BEGIN RECORDS SHOWN

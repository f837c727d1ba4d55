//! Entity kinds, finding kinds, and report granularity for zbx-audit.
//!
//! Enums that appear in configuration use kebab-case serialization and
//! implement `FromStr` so the CLI and the config layer accept the same
//! spellings (`per-kind` and `per_kind` are equivalent).

use serde::{Deserialize, Serialize};
use std::fmt;
use std::str::FromStr;

use crate::errors::CoreError;

// ---------------------------------------------------------------------------
// EntityKind
// ---------------------------------------------------------------------------

/// Kind of a monitored entity that owns items and discovery rules.
#[derive(Debug, Clone, Copy, PartialEq, Eq, Hash, Serialize, Deserialize)]
#[serde(rename_all = "snake_case")]
pub enum EntityKind {
    Host,
    Template,
}

impl EntityKind {
    #[must_use]
    pub const fn as_str(self) -> &'static str {
        match self {
            Self::Host => "host",
            Self::Template => "template",
        }
    }

    /// Header label of the group column in exported reports.
    #[must_use]
    pub const fn group_label(self) -> &'static str {
        match self {
            Self::Host => "Host",
            Self::Template => "Template",
        }
    }
}

impl fmt::Display for EntityKind {
    fn fmt(&self, f: &mut fmt::Formatter<'_>) -> fmt::Result {
        f.write_str(self.as_str())
    }
}

// ---------------------------------------------------------------------------
// RecordKind
// ---------------------------------------------------------------------------

/// Kind of an unsupported finding.
#[derive(Debug, Clone, Copy, PartialEq, Eq, Hash, Serialize, Deserialize)]
#[serde(rename_all = "snake_case")]
pub enum RecordKind {
    Item,
    DiscoveryRule,
}

impl RecordKind {
    /// All kinds, in the order reports list them.
    pub const ALL: [Self; 2] = [Self::Item, Self::DiscoveryRule];

    #[must_use]
    pub const fn as_str(self) -> &'static str {
        match self {
            Self::Item => "item",
            Self::DiscoveryRule => "discovery_rule",
        }
    }

    /// Value written to the `Type` column.
    #[must_use]
    pub const fn type_label(self) -> &'static str {
        match self {
            Self::Item => "Unsupported Item",
            Self::DiscoveryRule => "Unsupported Discovery Rule",
        }
    }

    /// Plural form used in report file names.
    #[must_use]
    pub const fn file_stem(self) -> &'static str {
        match self {
            Self::Item => "items",
            Self::DiscoveryRule => "discovery_rules",
        }
    }
}

impl fmt::Display for RecordKind {
    fn fmt(&self, f: &mut fmt::Formatter<'_>) -> fmt::Result {
        f.write_str(self.as_str())
    }
}

// ---------------------------------------------------------------------------
// GroupBy
// ---------------------------------------------------------------------------

/// Which group spaces an audit run enumerates and reports.
///
/// Host-keyed and template-keyed findings are never merged: `Both` yields two
/// independent group spaces.
#[derive(Debug, Clone, Copy, Default, PartialEq, Eq, Hash, Serialize, Deserialize)]
#[serde(rename_all = "kebab-case", try_from = "String")]
pub enum GroupBy {
    #[default]
    Host,
    Template,
    Both,
}

impl GroupBy {
    /// Group spaces covered, in enumeration order (templates before hosts).
    #[must_use]
    pub const fn spaces(self) -> &'static [EntityKind] {
        match self {
            Self::Host => &[EntityKind::Host],
            Self::Template => &[EntityKind::Template],
            Self::Both => &[EntityKind::Template, EntityKind::Host],
        }
    }

    #[must_use]
    pub const fn as_str(self) -> &'static str {
        match self {
            Self::Host => "host",
            Self::Template => "template",
            Self::Both => "both",
        }
    }
}

impl fmt::Display for GroupBy {
    fn fmt(&self, f: &mut fmt::Formatter<'_>) -> fmt::Result {
        f.write_str(self.as_str())
    }
}

impl FromStr for GroupBy {
    type Err = CoreError;

    fn from_str(s: &str) -> Result<Self, Self::Err> {
        match normalize_token(s).as_str() {
            "host" | "hosts" => Ok(Self::Host),
            "template" | "templates" => Ok(Self::Template),
            "both" | "all" => Ok(Self::Both),
            _ => Err(CoreError::UnknownVariant {
                field: "group-by",
                value: s.to_string(),
                expected: "host, template, both",
            }),
        }
    }
}

impl TryFrom<String> for GroupBy {
    type Error = CoreError;

    fn try_from(value: String) -> Result<Self, Self::Error> {
        value.parse()
    }
}

// ---------------------------------------------------------------------------
// ReportLayout
// ---------------------------------------------------------------------------

/// How findings of one group space are split across report files.
#[derive(Debug, Clone, Copy, Default, PartialEq, Eq, Hash, Serialize, Deserialize)]
#[serde(rename_all = "kebab-case", try_from = "String")]
pub enum ReportLayout {
    /// One file per record kind (items, discovery rules).
    #[default]
    PerKind,
    /// A single file holding every record kind.
    Combined,
}

impl ReportLayout {
    #[must_use]
    pub const fn as_str(self) -> &'static str {
        match self {
            Self::PerKind => "per-kind",
            Self::Combined => "combined",
        }
    }
}

impl fmt::Display for ReportLayout {
    fn fmt(&self, f: &mut fmt::Formatter<'_>) -> fmt::Result {
        f.write_str(self.as_str())
    }
}

impl FromStr for ReportLayout {
    type Err = CoreError;

    fn from_str(s: &str) -> Result<Self, Self::Err> {
        match normalize_token(s).as_str() {
            "per-kind" | "split" => Ok(Self::PerKind),
            "combined" | "single" => Ok(Self::Combined),
            _ => Err(CoreError::UnknownVariant {
                field: "layout",
                value: s.to_string(),
                expected: "per-kind, combined",
            }),
        }
    }
}

impl TryFrom<String> for ReportLayout {
    type Error = CoreError;

    fn try_from(value: String) -> Result<Self, Self::Error> {
        value.parse()
    }
}

fn normalize_token(raw: &str) -> String {
    raw.trim().to_ascii_lowercase().replace('_', "-")
}

#[cfg(test)]
mod tests {
    use super::*;

    #[test]
    fn both_enumerates_templates_before_hosts() {
        assert_eq!(
            GroupBy::Both.spaces(),
            &[EntityKind::Template, EntityKind::Host]
        );
    }

    #[test]
    fn group_by_parses_aliases() {
        assert_eq!("HOST".parse::<GroupBy>().unwrap(), GroupBy::Host);
        assert_eq!("templates".parse::<GroupBy>().unwrap(), GroupBy::Template);
        assert_eq!(" both ".parse::<GroupBy>().unwrap(), GroupBy::Both);
    }

    #[test]
    fn group_by_rejects_unknown() {
        let err = "cluster".parse::<GroupBy>().unwrap_err();
        assert!(err.to_string().contains("invalid group-by 'cluster'"));
    }

    #[test]
    fn layout_accepts_underscore_and_hyphen() {
        assert_eq!("per_kind".parse::<ReportLayout>().unwrap(), ReportLayout::PerKind);
        assert_eq!("per-kind".parse::<ReportLayout>().unwrap(), ReportLayout::PerKind);
        assert_eq!("combined".parse::<ReportLayout>().unwrap(), ReportLayout::Combined);
        assert!("merged".parse::<ReportLayout>().is_err());
    }

    #[test]
    fn serde_matches_from_str_spelling() {
        let layout: ReportLayout = serde_json::from_str("\"per-kind\"").unwrap();
        assert_eq!(layout, ReportLayout::PerKind);
        assert_eq!(serde_json::to_string(&GroupBy::Both).unwrap(), "\"both\"");
    }

    #[test]
    fn deserialize_accepts_the_same_aliases_as_from_str() {
        let layout: ReportLayout = serde_json::from_str("\"per_kind\"").unwrap();
        assert_eq!(layout, ReportLayout::PerKind);
        let layout: ReportLayout = serde_json::from_str("\"single\"").unwrap();
        assert_eq!(layout, ReportLayout::Combined);
        let group_by: GroupBy = serde_json::from_str("\"ALL\"").unwrap();
        assert_eq!(group_by, GroupBy::Both);

        let err = serde_json::from_str::<GroupBy>("\"cluster\"").unwrap_err();
        assert!(err.to_string().contains("invalid group-by 'cluster'"));
    }

    #[test]
    fn display_matches_as_str() {
        assert_eq!(format!("{}", EntityKind::Template), "template");
        assert_eq!(format!("{}", RecordKind::DiscoveryRule), "discovery_rule");
        assert_eq!(format!("{}", GroupBy::Host), "host");
        assert_eq!(format!("{}", ReportLayout::Combined), "combined");
    }

    #[test]
    fn type_labels_match_report_vocabulary() {
        assert_eq!(RecordKind::Item.type_label(), "Unsupported Item");
        assert_eq!(
            RecordKind::DiscoveryRule.type_label(),
            "Unsupported Discovery Rule"
        );
        assert_eq!(EntityKind::Host.group_label(), "Host");
    }
}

END RECORDS SHOWN

Work through the entries, filtering for the string "reports", and copy each line that holds it.

    /// Header label of the group column in exported reports.
    /// All kinds, in the order reports list them.
/// Which group spaces an audit run enumerates and reports.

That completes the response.